BEGIN Data for this exercise

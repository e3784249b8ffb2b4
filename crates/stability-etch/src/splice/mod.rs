//! Marker-delimited splicing
//!
//! Each documentation page carries an empty slot:
//!
//! ```text
//! <!-- STABILITY_OVERVIEW_SLOT_BEGIN --><!-- STABILITY_OVERVIEW_SLOT_END -->
//! ```
//!
//! Splicing replaces everything from the first begin marker to the last end
//! marker (markers included) with new content that is itself wrapped in the
//! markers, so running the build again finds the slot again.

mod json;

pub use json::{splice_json, update_json_stability_mark};

use crate::diagnostics::{StabilityError, StabilityResult};
use regex::Regex;
use serde::{Deserialize, Serialize};
use std::fmt;
use std::fs::OpenOptions;
use std::io::{Read, Seek, SeekFrom, Write};
use std::path::{Path, PathBuf};

/// Begin and end marker of the stability slot
#[derive(Debug, Clone, PartialEq, Eq, Serialize, Deserialize)]
#[serde(default)]
pub struct Markers {
    /// Opening marker
    pub begin: String,
    /// Closing marker
    pub end: String,
}

impl Default for Markers {
    fn default() -> Self {
        Self {
            begin: "<!-- STABILITY_OVERVIEW_SLOT_BEGIN -->".to_string(),
            end: "<!-- STABILITY_OVERVIEW_SLOT_END -->".to_string(),
        }
    }
}

impl Markers {
    /// Create a marker pair
    pub fn new(begin: impl Into<String>, end: impl Into<String>) -> Self {
        Self {
            begin: begin.into(),
            end: end.into(),
        }
    }

    /// Surround content with the markers
    pub fn wrap(&self, inner: &str) -> String {
        format!("{}{}{}", self.begin, inner, self.end)
    }

    /// Check that the markers are usable
    pub fn validate(&self) -> StabilityResult<()> {
        if self.begin.is_empty() || self.end.is_empty() {
            return Err(StabilityError::config("markers must not be empty"));
        }
        if self.begin == self.end {
            return Err(StabilityError::config(
                "begin and end markers must differ",
            ));
        }
        Ok(())
    }

    /// Compile the slot pattern: `begin(.*)end`, dot matching newlines
    pub fn compile(&self) -> StabilityResult<MarkerPattern> {
        let pattern = format!(
            "(?s){}(.*){}",
            regex::escape(&self.begin),
            regex::escape(&self.end)
        );
        Ok(MarkerPattern {
            regex: Regex::new(&pattern)?,
        })
    }
}

/// Compiled slot pattern
#[derive(Debug, Clone)]
pub struct MarkerPattern {
    regex: Regex,
}

impl MarkerPattern {
    /// Replace the first slot with `replacement`, taken literally.
    ///
    /// Returns `None` when the content has no slot.
    pub fn splice(&self, content: &str, replacement: &str) -> Option<String> {
        let found = self.regex.find(content)?;
        let mut out =
            String::with_capacity(content.len() - found.as_str().len() + replacement.len());
        out.push_str(&content[..found.start()]);
        out.push_str(replacement);
        out.push_str(&content[found.end()..]);
        Some(out)
    }
}

/// Replace the slot in `content`; `None` when there is no slot.
pub fn splice_text(
    content: &str,
    replacement: &str,
    markers: &Markers,
) -> StabilityResult<Option<String>> {
    Ok(markers.compile()?.splice(content, replacement))
}

/// The three documentation pages that carry a stability slot
#[derive(Debug, Clone, Copy, PartialEq, Eq, Hash)]
pub enum TargetKind {
    /// documentation.md
    Markdown,
    /// documentation.html
    Html,
    /// documentation.json
    Json,
}

impl TargetKind {
    /// Get display string
    pub fn display(&self) -> &'static str {
        match self {
            TargetKind::Markdown => "markdown",
            TargetKind::Html => "html",
            TargetKind::Json => "json",
        }
    }
}

impl TargetKind {
    /// Guess the page kind from the file extension; anything unknown is Markdown
    pub fn from_path(path: &Path) -> Self {
        match path.extension().and_then(|ext| ext.to_str()) {
            Some("html" | "htm") => TargetKind::Html,
            Some("json") => TargetKind::Json,
            _ => TargetKind::Markdown,
        }
    }
}

impl fmt::Display for TargetKind {
    fn fmt(&self, f: &mut fmt::Formatter<'_>) -> fmt::Result {
        f.write_str(self.display())
    }
}

/// What happened to a target file
#[derive(Debug, Clone, Copy, PartialEq, Eq, Hash)]
pub enum SpliceOutcome {
    /// The slot was replaced and the file rewritten
    Updated,
    /// The slot already held the replacement; nothing written
    Unchanged,
    /// No slot in the file; nothing written
    MarkersNotFound,
}

impl SpliceOutcome {
    /// Get display string
    pub fn display(&self) -> &'static str {
        match self {
            SpliceOutcome::Updated => "updated",
            SpliceOutcome::Unchanged => "unchanged",
            SpliceOutcome::MarkersNotFound => "markers not found",
        }
    }
}

/// Splices replacements into target files
#[derive(Debug, Clone)]
pub struct Splicer {
    pattern: MarkerPattern,
    /// Fail instead of reporting [`SpliceOutcome::MarkersNotFound`]
    strict: bool,
    /// Compute outcomes without writing
    dry_run: bool,
}

impl Splicer {
    /// Create a splicer for the given markers
    pub fn new(markers: &Markers) -> StabilityResult<Self> {
        markers.validate()?;
        Ok(Self {
            pattern: markers.compile()?,
            strict: false,
            dry_run: false,
        })
    }

    /// Treat a missing slot as an error
    pub fn strict(mut self, strict: bool) -> Self {
        self.strict = strict;
        self
    }

    /// Never write files
    pub fn dry_run(mut self, dry_run: bool) -> Self {
        self.dry_run = dry_run;
        self
    }

    /// Splice `replacement` into the slot of `path`.
    ///
    /// The file is opened read-write, read whole, and written back only when
    /// the content changed. A write truncates the file to the new length.
    pub fn splice(
        &self,
        kind: TargetKind,
        path: impl AsRef<Path>,
        replacement: &str,
    ) -> StabilityResult<SpliceOutcome> {
        let path = path.as_ref();
        let mut file = OpenOptions::new()
            .read(true)
            .write(!self.dry_run)
            .open(path)
            .map_err(|e| StabilityError::file_io(path, e))?;

        let mut content = String::new();
        file.read_to_string(&mut content)
            .map_err(|e| StabilityError::file_io(path, e))?;

        let replaced = match kind {
            TargetKind::Json => splice_json(&content, replacement, &self.pattern)
                .map_err(|e| match e {
                    StabilityError::Serialization(source) => StabilityError::json(path, source),
                    other => other,
                })?,
            TargetKind::Markdown | TargetKind::Html => self.pattern.splice(&content, replacement),
        };

        let Some(replaced) = replaced else {
            return self.missing(kind, path);
        };

        if replaced == content {
            tracing::debug!("{} target {} already up to date", kind, path.display());
            return Ok(SpliceOutcome::Unchanged);
        }

        if self.dry_run {
            tracing::info!("Would update {} target {}", kind, path.display());
            return Ok(SpliceOutcome::Updated);
        }

        write_in_place(&mut file, replaced.as_bytes())
            .map_err(|e| StabilityError::file_io(path, e))?;
        tracing::info!("Updated {} target {}", kind, path.display());
        Ok(SpliceOutcome::Updated)
    }

    fn missing(&self, kind: TargetKind, path: &Path) -> StabilityResult<SpliceOutcome> {
        if self.strict {
            return Err(StabilityError::MarkersNotFound(path.to_path_buf()));
        }
        tracing::warn!(
            "No stability markers in {} target {}; left untouched",
            kind,
            path.display()
        );
        Ok(SpliceOutcome::MarkersNotFound)
    }
}

fn write_in_place(file: &mut std::fs::File, bytes: &[u8]) -> std::io::Result<()> {
    file.seek(SeekFrom::Start(0))?;
    file.write_all(bytes)?;
    file.set_len(bytes.len() as u64)?;
    file.flush()
}

/// Splice `replacement` into the slot of a documentation file.
///
/// The page kind follows the extension, so a `.json` path gets the JSON
/// splice. Missing markers leave the file untouched and are reported as
/// [`SpliceOutcome::MarkersNotFound`].
pub fn update_stability_mark(
    path: impl AsRef<Path>,
    replacement: &str,
    markers: &Markers,
) -> StabilityResult<SpliceOutcome> {
    let path = path.as_ref();
    Splicer::new(markers)?.splice(TargetKind::from_path(path), path, replacement)
}

/// Report for one spliced target
#[derive(Debug, Clone, PartialEq, Eq)]
pub struct TargetReport {
    /// Which page
    pub kind: TargetKind,
    /// File path
    pub path: PathBuf,
    /// What happened
    pub outcome: SpliceOutcome,
}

END Data for this exercise

## Exercise instructions
Out of the material above, output word for word the line with "Fail instead of", the line with "pub fn dry_run(mut", and all lines between them, with nothing else.

## Worked solution
    /// Fail instead of reporting [`SpliceOutcome::MarkersNotFound`]
    strict: bool,
    /// Compute outcomes without writing
    dry_run: bool,
}

impl Splicer {
    /// Create a splicer for the given markers
    pub fn new(markers: &Markers) -> StabilityResult<Self> {
        markers.validate()?;
        Ok(Self {
            pattern: markers.compile()?,
            strict: false,
            dry_run: false,
        })
    }

    /// Treat a missing slot as an error
    pub fn strict(mut self, strict: bool) -> Self {
        self.strict = strict;
        self
    }

    /// Never write files
    pub fn dry_run(mut self, dry_run: bool) -> Self {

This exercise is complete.